//! Trip domain models and parameters.

use chrono::{DateTime, NaiveDate, Utc};
use entity::sea_orm_active_enums::TripStatus;
use rust_decimal::Decimal;

use crate::model::trip::{CreateTripDto, TripDto, TripPageDto, TripSearchQuery, UpdateTripDto};

/// A published intercity trip.
#[derive(Debug, Clone, PartialEq)]
pub struct Trip {
    pub id: i32,
    pub driver_id: i32,
    pub car_id: i32,
    pub from_location: String,
    pub to_location: String,
    pub departure_datetime: DateTime<Utc>,
    pub estimated_arrival_datetime: Option<DateTime<Utc>>,
    pub price_per_seat: Decimal,
    pub total_seats_offered: i32,
    pub available_seats: i32,
    pub status: TripStatus,
    pub additional_info: Option<String>,
    pub is_instant_booking: bool,
    pub price_negotiable: bool,
    pub allow_smoking: bool,
    pub allow_pets: bool,
    pub allow_music: bool,
    pub female_only: bool,
    pub created_at: DateTime<Utc>,
}

impl Trip {
    pub fn from_entity(entity: entity::trip::Model) -> Self {
        Self {
            id: entity.id,
            driver_id: entity.driver_id,
            car_id: entity.car_id,
            from_location: entity.from_location,
            to_location: entity.to_location,
            departure_datetime: entity.departure_datetime,
            estimated_arrival_datetime: entity.estimated_arrival_datetime,
            price_per_seat: entity.price_per_seat,
            total_seats_offered: entity.total_seats_offered,
            available_seats: entity.available_seats,
            status: entity.status,
            additional_info: entity.additional_info,
            is_instant_booking: entity.is_instant_booking,
            price_negotiable: entity.price_negotiable,
            allow_smoking: entity.allow_smoking,
            allow_pets: entity.allow_pets,
            allow_music: entity.allow_music,
            female_only: entity.female_only,
            created_at: entity.created_at,
        }
    }

    pub fn into_dto(self) -> TripDto {
        TripDto {
            id: self.id,
            driver_id: self.driver_id,
            car_id: self.car_id,
            from_location: self.from_location,
            to_location: self.to_location,
            departure_datetime: self.departure_datetime,
            estimated_arrival_datetime: self.estimated_arrival_datetime,
            price_per_seat: self.price_per_seat,
            total_seats_offered: self.total_seats_offered,
            available_seats: self.available_seats,
            status: self.status,
            additional_info: self.additional_info,
            is_instant_booking: self.is_instant_booking,
            price_negotiable: self.price_negotiable,
            allow_smoking: self.allow_smoking,
            allow_pets: self.allow_pets,
            allow_music: self.allow_music,
            female_only: self.female_only,
            created_at: self.created_at,
        }
    }

    /// Seats currently held by confirmed bookings.
    pub fn booked_seats(&self) -> i32 {
        self.total_seats_offered - self.available_seats
    }

    /// Whether the trip still accepts bookings and offers.
    pub fn is_bookable(&self, now: DateTime<Utc>) -> bool {
        self.status == TripStatus::Scheduled && self.departure_datetime > now
    }

    /// Short route label used in notification texts, e.g. `Tashkent → Samarkand`.
    pub fn route(&self) -> String {
        format!("{} → {}", self.from_location, self.to_location)
    }
}

/// Paginated collection of trips.
#[derive(Debug, Clone)]
pub struct PaginatedTrips {
    pub trips: Vec<Trip>,
    pub total: u64,
    pub page: u64,
    pub per_page: u64,
    pub total_pages: u64,
}

impl PaginatedTrips {
    pub fn into_dto(self) -> TripPageDto {
        TripPageDto {
            trips: self.trips.into_iter().map(Trip::into_dto).collect(),
            total: self.total,
            page: self.page,
            per_page: self.per_page,
            total_pages: self.total_pages,
        }
    }
}

/// Parameters for publishing a trip.
#[derive(Debug, Clone)]
pub struct CreateTripParams {
    pub driver_id: i32,
    pub car_id: i32,
    pub from_location: String,
    pub to_location: String,
    pub departure_datetime: DateTime<Utc>,
    pub estimated_arrival_datetime: Option<DateTime<Utc>>,
    pub price_per_seat: Decimal,
    pub total_seats_offered: i32,
    pub additional_info: Option<String>,
    pub is_instant_booking: bool,
    pub price_negotiable: bool,
    pub allow_smoking: bool,
    pub allow_pets: bool,
    pub allow_music: bool,
    pub female_only: bool,
}

impl CreateTripParams {
    pub fn from_dto(driver_id: i32, dto: CreateTripDto) -> Self {
        Self {
            driver_id,
            car_id: dto.car_id,
            from_location: dto.from_location.trim().to_string(),
            to_location: dto.to_location.trim().to_string(),
            departure_datetime: dto.departure_datetime,
            estimated_arrival_datetime: dto.estimated_arrival_datetime,
            price_per_seat: dto.price_per_seat,
            total_seats_offered: dto.total_seats_offered,
            additional_info: dto.additional_info,
            is_instant_booking: dto.is_instant_booking,
            price_negotiable: dto.price_negotiable,
            allow_smoking: dto.allow_smoking,
            allow_pets: dto.allow_pets,
            allow_music: dto.allow_music,
            female_only: dto.female_only,
        }
    }
}

/// Partial trip update. `None` keeps the stored value.
#[derive(Debug, Clone, Default)]
pub struct UpdateTripParams {
    pub departure_datetime: Option<DateTime<Utc>>,
    pub estimated_arrival_datetime: Option<DateTime<Utc>>,
    pub price_per_seat: Option<Decimal>,
    pub total_seats_offered: Option<i32>,
    pub additional_info: Option<String>,
    pub is_instant_booking: Option<bool>,
    pub price_negotiable: Option<bool>,
    pub allow_smoking: Option<bool>,
    pub allow_pets: Option<bool>,
    pub allow_music: Option<bool>,
    pub female_only: Option<bool>,
}

impl UpdateTripParams {
    pub fn from_dto(dto: UpdateTripDto) -> Self {
        Self {
            departure_datetime: dto.departure_datetime,
            estimated_arrival_datetime: dto.estimated_arrival_datetime,
            price_per_seat: dto.price_per_seat,
            total_seats_offered: dto.total_seats_offered,
            additional_info: dto.additional_info,
            is_instant_booking: dto.is_instant_booking,
            price_negotiable: dto.price_negotiable,
            allow_smoking: dto.allow_smoking,
            allow_pets: dto.allow_pets,
            allow_music: dto.allow_music,
            female_only: dto.female_only,
        }
    }
}

/// Search filters applied to scheduled, future trips.
#[derive(Debug, Clone)]
pub struct TripSearchParams {
    pub from_location: Option<String>,
    pub to_location: Option<String>,
    pub departure_date: Option<NaiveDate>,
    pub seats_needed: i32,
    pub page: u64,
    pub per_page: u64,
}

impl TripSearchParams {
    pub fn from_query(query: TripSearchQuery) -> Self {
        Self {
            from_location: query
                .from_location
                .map(|value| value.trim().to_string())
                .filter(|value| !value.is_empty()),
            to_location: query
                .to_location
                .map(|value| value.trim().to_string())
                .filter(|value| !value.is_empty()),
            departure_date: query.departure_date,
            seats_needed: query.seats_needed.unwrap_or(1).max(1),
            page: query.page,
            per_page: query.entries.clamp(1, 100),
        }
    }
}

● WHAT YOU HAVE TO DO
Word for word, give back all the lines above.

● FINISHED EXERCISE
//! Trip domain models and parameters.

use chrono::{DateTime, NaiveDate, Utc};
use entity::sea_orm_active_enums::TripStatus;
use rust_decimal::Decimal;

use crate::model::trip::{CreateTripDto, TripDto, TripPageDto, TripSearchQuery, UpdateTripDto};

/// A published intercity trip.
#[derive(Debug, Clone, PartialEq)]
pub struct Trip {
    pub id: i32,
    pub driver_id: i32,
    pub car_id: i32,
    pub from_location: String,
    pub to_location: String,
    pub departure_datetime: DateTime<Utc>,
    pub estimated_arrival_datetime: Option<DateTime<Utc>>,
    pub price_per_seat: Decimal,
    pub total_seats_offered: i32,
    pub available_seats: i32,
    pub status: TripStatus,
    pub additional_info: Option<String>,
    pub is_instant_booking: bool,
    pub price_negotiable: bool,
    pub allow_smoking: bool,
    pub allow_pets: bool,
    pub allow_music: bool,
    pub female_only: bool,
    pub created_at: DateTime<Utc>,
}

impl Trip {
    pub fn from_entity(entity: entity::trip::Model) -> Self {
        Self {
            id: entity.id,
            driver_id: entity.driver_id,
            car_id: entity.car_id,
            from_location: entity.from_location,
            to_location: entity.to_location,
            departure_datetime: entity.departure_datetime,
            estimated_arrival_datetime: entity.estimated_arrival_datetime,
            price_per_seat: entity.price_per_seat,
            total_seats_offered: entity.total_seats_offered,
            available_seats: entity.available_seats,
            status: entity.status,
            additional_info: entity.additional_info,
            is_instant_booking: entity.is_instant_booking,
            price_negotiable: entity.price_negotiable,
            allow_smoking: entity.allow_smoking,
            allow_pets: entity.allow_pets,
            allow_music: entity.allow_music,
            female_only: entity.female_only,
            created_at: entity.created_at,
        }
    }

    pub fn into_dto(self) -> TripDto {
        TripDto {
            id: self.id,
            driver_id: self.driver_id,
            car_id: self.car_id,
            from_location: self.from_location,
            to_location: self.to_location,
            departure_datetime: self.departure_datetime,
            estimated_arrival_datetime: self.estimated_arrival_datetime,
            price_per_seat: self.price_per_seat,
            total_seats_offered: self.total_seats_offered,
            available_seats: self.available_seats,
            status: self.status,
            additional_info: self.additional_info,
            is_instant_booking: self.is_instant_booking,
            price_negotiable: self.price_negotiable,
            allow_smoking: self.allow_smoking,
            allow_pets: self.allow_pets,
            allow_music: self.allow_music,
            female_only: self.female_only,
            created_at: self.created_at,
        }
    }

    /// Seats currently held by confirmed bookings.
    pub fn booked_seats(&self) -> i32 {
        self.total_seats_offered - self.available_seats
    }

    /// Whether the trip still accepts bookings and offers.
    pub fn is_bookable(&self, now: DateTime<Utc>) -> bool {
        self.status == TripStatus::Scheduled && self.departure_datetime > now
    }

    /// Short route label used in notification texts, e.g. `Tashkent → Samarkand`.
    pub fn route(&self) -> String {
        format!("{} → {}", self.from_location, self.to_location)
    }
}

/// Paginated collection of trips.
#[derive(Debug, Clone)]
pub struct PaginatedTrips {
    pub trips: Vec<Trip>,
    pub total: u64,
    pub page: u64,
    pub per_page: u64,
    pub total_pages: u64,
}

impl PaginatedTrips {
    pub fn into_dto(self) -> TripPageDto {
        TripPageDto {
            trips: self.trips.into_iter().map(Trip::into_dto).collect(),
            total: self.total,
            page: self.page,
            per_page: self.per_page,
            total_pages: self.total_pages,
        }
    }
}

/// Parameters for publishing a trip.
#[derive(Debug, Clone)]
pub struct CreateTripParams {
    pub driver_id: i32,
    pub car_id: i32,
    pub from_location: String,
    pub to_location: String,
    pub departure_datetime: DateTime<Utc>,
    pub estimated_arrival_datetime: Option<DateTime<Utc>>,
    pub price_per_seat: Decimal,
    pub total_seats_offered: i32,
    pub additional_info: Option<String>,
    pub is_instant_booking: bool,
    pub price_negotiable: bool,
    pub allow_smoking: bool,
    pub allow_pets: bool,
    pub allow_music: bool,
    pub female_only: bool,
}

impl CreateTripParams {
    pub fn from_dto(driver_id: i32, dto: CreateTripDto) -> Self {
        Self {
            driver_id,
            car_id: dto.car_id,
            from_location: dto.from_location.trim().to_string(),
            to_location: dto.to_location.trim().to_string(),
            departure_datetime: dto.departure_datetime,
            estimated_arrival_datetime: dto.estimated_arrival_datetime,
            price_per_seat: dto.price_per_seat,
            total_seats_offered: dto.total_seats_offered,
            additional_info: dto.additional_info,
            is_instant_booking: dto.is_instant_booking,
            price_negotiable: dto.price_negotiable,
            allow_smoking: dto.allow_smoking,
            allow_pets: dto.allow_pets,
            allow_music: dto.allow_music,
            female_only: dto.female_only,
        }
    }
}

/// Partial trip update. `None` keeps the stored value.
#[derive(Debug, Clone, Default)]
pub struct UpdateTripParams {
    pub departure_datetime: Option<DateTime<Utc>>,
    pub estimated_arrival_datetime: Option<DateTime<Utc>>,
    pub price_per_seat: Option<Decimal>,
    pub total_seats_offered: Option<i32>,
    pub additional_info: Option<String>,
    pub is_instant_booking: Option<bool>,
    pub price_negotiable: Option<bool>,
    pub allow_smoking: Option<bool>,
    pub allow_pets: Option<bool>,
    pub allow_music: Option<bool>,
    pub female_only: Option<bool>,
}

impl UpdateTripParams {
    pub fn from_dto(dto: UpdateTripDto) -> Self {
        Self {
            departure_datetime: dto.departure_datetime,
            estimated_arrival_datetime: dto.estimated_arrival_datetime,
            price_per_seat: dto.price_per_seat,
            total_seats_offered: dto.total_seats_offered,
            additional_info: dto.additional_info,
            is_instant_booking: dto.is_instant_booking,
            price_negotiable: dto.price_negotiable,
            allow_smoking: dto.allow_smoking,
            allow_pets: dto.allow_pets,
            allow_music: dto.allow_music,
            female_only: dto.female_only,
        }
    }
}

/// Search filters applied to scheduled, future trips.
#[derive(Debug, Clone)]
pub struct TripSearchParams {
    pub from_location: Option<String>,
    pub to_location: Option<String>,
    pub departure_date: Option<NaiveDate>,
    pub seats_needed: i32,
    pub page: u64,
    pub per_page: u64,
}

impl TripSearchParams {
    pub fn from_query(query: TripSearchQuery) -> Self {
        Self {
            from_location: query
                .from_location
                .map(|value| value.trim().to_string())
                .filter(|value| !value.is_empty()),
            to_location: query
                .to_location
                .map(|value| value.trim().to_string())
                .filter(|value| !value.is_empty()),
            departure_date: query.departure_date,
            seats_needed: query.seats_needed.unwrap_or(1).max(1),
            page: query.page,
            per_page: query.entries.clamp(1, 100),
        }
    }
}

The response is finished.